— RECORDS FOR THE EXERCISE —
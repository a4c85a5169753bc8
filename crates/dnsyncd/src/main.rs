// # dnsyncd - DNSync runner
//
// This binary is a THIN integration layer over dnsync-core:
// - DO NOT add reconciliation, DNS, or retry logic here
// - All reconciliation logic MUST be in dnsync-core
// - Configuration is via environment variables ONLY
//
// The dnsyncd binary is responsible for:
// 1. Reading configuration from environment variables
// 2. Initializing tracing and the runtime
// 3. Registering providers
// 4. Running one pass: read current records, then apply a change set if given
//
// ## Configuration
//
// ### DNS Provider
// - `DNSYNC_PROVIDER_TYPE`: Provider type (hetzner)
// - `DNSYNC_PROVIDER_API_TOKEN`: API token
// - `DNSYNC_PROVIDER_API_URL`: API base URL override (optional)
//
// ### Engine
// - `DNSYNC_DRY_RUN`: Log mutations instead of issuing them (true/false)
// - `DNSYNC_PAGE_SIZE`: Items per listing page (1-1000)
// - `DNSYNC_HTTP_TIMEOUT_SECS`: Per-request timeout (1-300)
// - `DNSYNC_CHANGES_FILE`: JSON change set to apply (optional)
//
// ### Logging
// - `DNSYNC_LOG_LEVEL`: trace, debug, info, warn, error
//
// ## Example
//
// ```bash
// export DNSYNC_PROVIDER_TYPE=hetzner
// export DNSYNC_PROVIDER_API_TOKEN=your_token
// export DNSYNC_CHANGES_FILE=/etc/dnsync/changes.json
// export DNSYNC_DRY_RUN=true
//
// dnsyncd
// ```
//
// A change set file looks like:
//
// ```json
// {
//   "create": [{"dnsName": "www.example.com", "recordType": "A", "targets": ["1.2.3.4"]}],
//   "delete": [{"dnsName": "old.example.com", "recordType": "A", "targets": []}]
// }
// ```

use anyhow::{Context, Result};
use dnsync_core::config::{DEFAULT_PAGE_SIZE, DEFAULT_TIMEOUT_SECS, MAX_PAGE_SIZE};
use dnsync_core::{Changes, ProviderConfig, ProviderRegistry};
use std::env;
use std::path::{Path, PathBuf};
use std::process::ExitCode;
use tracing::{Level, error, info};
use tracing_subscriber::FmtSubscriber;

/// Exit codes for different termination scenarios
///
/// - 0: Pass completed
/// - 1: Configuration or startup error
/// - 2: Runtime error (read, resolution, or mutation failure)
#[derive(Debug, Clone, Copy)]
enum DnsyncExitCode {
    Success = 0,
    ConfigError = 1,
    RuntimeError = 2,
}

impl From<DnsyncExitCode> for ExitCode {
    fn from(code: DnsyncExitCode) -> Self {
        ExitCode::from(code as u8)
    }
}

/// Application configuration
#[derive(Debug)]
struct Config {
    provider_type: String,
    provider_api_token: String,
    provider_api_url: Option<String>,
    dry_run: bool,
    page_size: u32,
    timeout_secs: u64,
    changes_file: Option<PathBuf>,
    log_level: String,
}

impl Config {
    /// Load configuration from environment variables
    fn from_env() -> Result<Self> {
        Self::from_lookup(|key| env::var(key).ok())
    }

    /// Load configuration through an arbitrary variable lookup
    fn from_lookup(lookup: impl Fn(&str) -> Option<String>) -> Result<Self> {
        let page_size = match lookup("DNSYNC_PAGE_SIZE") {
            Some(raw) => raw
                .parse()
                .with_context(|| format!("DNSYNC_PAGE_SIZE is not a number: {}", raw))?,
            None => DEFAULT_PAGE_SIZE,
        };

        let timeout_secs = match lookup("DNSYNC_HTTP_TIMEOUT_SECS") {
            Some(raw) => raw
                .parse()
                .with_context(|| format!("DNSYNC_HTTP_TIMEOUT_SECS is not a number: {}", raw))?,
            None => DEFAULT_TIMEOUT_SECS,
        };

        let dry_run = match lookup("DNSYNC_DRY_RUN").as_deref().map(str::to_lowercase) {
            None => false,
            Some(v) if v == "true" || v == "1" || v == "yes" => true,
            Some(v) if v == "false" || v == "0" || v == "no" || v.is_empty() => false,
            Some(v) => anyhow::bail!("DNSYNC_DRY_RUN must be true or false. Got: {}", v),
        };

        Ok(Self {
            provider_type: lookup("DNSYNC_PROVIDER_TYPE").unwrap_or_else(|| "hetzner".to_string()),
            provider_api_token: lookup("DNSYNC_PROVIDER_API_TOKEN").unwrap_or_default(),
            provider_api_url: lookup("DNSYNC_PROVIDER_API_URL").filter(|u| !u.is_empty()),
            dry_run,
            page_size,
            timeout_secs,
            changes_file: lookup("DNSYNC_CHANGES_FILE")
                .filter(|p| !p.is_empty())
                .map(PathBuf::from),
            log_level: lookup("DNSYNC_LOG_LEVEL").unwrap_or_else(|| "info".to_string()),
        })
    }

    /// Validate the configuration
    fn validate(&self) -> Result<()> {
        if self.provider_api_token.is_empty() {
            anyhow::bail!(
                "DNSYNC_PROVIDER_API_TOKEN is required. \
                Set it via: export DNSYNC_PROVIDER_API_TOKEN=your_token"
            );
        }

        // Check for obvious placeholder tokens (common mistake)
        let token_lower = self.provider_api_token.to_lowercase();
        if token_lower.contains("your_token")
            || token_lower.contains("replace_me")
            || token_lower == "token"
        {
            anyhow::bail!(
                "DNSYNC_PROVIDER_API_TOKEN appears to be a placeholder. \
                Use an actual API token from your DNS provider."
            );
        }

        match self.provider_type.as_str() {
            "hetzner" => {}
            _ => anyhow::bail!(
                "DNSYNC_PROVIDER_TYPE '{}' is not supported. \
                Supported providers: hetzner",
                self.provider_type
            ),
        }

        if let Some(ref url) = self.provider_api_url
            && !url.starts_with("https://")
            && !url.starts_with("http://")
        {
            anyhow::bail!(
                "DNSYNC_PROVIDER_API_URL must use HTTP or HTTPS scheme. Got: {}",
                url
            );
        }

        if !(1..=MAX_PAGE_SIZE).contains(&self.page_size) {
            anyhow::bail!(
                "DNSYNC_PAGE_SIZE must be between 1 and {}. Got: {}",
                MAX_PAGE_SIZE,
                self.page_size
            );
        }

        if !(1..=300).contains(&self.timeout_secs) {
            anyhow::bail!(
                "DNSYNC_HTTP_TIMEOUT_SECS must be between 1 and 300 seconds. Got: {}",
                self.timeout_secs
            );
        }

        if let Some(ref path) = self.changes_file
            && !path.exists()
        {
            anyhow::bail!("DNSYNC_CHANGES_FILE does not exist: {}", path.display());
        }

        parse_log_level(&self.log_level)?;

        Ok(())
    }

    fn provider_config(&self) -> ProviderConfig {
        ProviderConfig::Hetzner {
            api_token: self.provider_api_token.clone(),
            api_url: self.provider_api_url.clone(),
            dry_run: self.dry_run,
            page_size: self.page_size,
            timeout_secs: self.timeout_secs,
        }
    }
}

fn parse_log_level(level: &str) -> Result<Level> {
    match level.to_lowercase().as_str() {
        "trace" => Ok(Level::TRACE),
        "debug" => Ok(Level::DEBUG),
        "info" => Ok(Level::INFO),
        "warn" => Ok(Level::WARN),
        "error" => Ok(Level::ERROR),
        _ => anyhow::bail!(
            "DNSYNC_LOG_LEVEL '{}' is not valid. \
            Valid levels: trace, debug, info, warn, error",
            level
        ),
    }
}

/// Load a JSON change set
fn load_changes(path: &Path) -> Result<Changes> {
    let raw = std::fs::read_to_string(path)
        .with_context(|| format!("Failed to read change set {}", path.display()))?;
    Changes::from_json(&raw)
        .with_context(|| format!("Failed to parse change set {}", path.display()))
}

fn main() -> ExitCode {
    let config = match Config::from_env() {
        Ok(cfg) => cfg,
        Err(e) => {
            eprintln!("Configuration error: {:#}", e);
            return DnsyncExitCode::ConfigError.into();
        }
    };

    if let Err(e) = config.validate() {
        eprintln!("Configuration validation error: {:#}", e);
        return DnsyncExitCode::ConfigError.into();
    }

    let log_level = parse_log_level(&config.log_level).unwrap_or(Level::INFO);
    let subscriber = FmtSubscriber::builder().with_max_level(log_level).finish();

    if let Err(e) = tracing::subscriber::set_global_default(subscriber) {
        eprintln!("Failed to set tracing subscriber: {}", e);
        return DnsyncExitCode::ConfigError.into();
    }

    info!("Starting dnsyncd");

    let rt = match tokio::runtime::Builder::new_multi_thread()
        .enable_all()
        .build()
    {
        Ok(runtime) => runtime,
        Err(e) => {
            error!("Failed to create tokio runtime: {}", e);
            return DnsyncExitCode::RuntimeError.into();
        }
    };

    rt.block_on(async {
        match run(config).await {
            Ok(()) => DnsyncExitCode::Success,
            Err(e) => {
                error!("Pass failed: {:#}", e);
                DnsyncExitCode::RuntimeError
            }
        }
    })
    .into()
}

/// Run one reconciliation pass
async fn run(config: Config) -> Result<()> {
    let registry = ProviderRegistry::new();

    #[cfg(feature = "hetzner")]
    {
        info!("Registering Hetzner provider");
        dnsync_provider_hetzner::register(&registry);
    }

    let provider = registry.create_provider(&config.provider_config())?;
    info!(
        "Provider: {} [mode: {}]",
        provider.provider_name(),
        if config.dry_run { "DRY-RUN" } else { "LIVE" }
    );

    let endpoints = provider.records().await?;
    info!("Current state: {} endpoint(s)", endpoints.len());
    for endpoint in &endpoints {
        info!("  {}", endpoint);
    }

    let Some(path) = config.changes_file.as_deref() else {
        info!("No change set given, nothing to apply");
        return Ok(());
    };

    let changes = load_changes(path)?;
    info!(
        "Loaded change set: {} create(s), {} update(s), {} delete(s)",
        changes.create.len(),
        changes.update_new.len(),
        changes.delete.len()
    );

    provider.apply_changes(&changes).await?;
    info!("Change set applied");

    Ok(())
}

— WORK TO BE COMPLETED —
Write out again, exactly, the lines from the start of the entries up to and including the one with "The dnsyncd binary". Nothing else belongs in the reply.

— PROBLEM SOLUTION —
repository a4c85a5169753bc8
filename crates/dnsyncd/src/main.rs
// # dnsyncd - DNSync runner
//
// This binary is a THIN integration layer over dnsync-core:
// - DO NOT add reconciliation, DNS, or retry logic here
// - All reconciliation logic MUST be in dnsync-core
// - Configuration is via environment variables ONLY
//
// The dnsyncd binary is responsible for:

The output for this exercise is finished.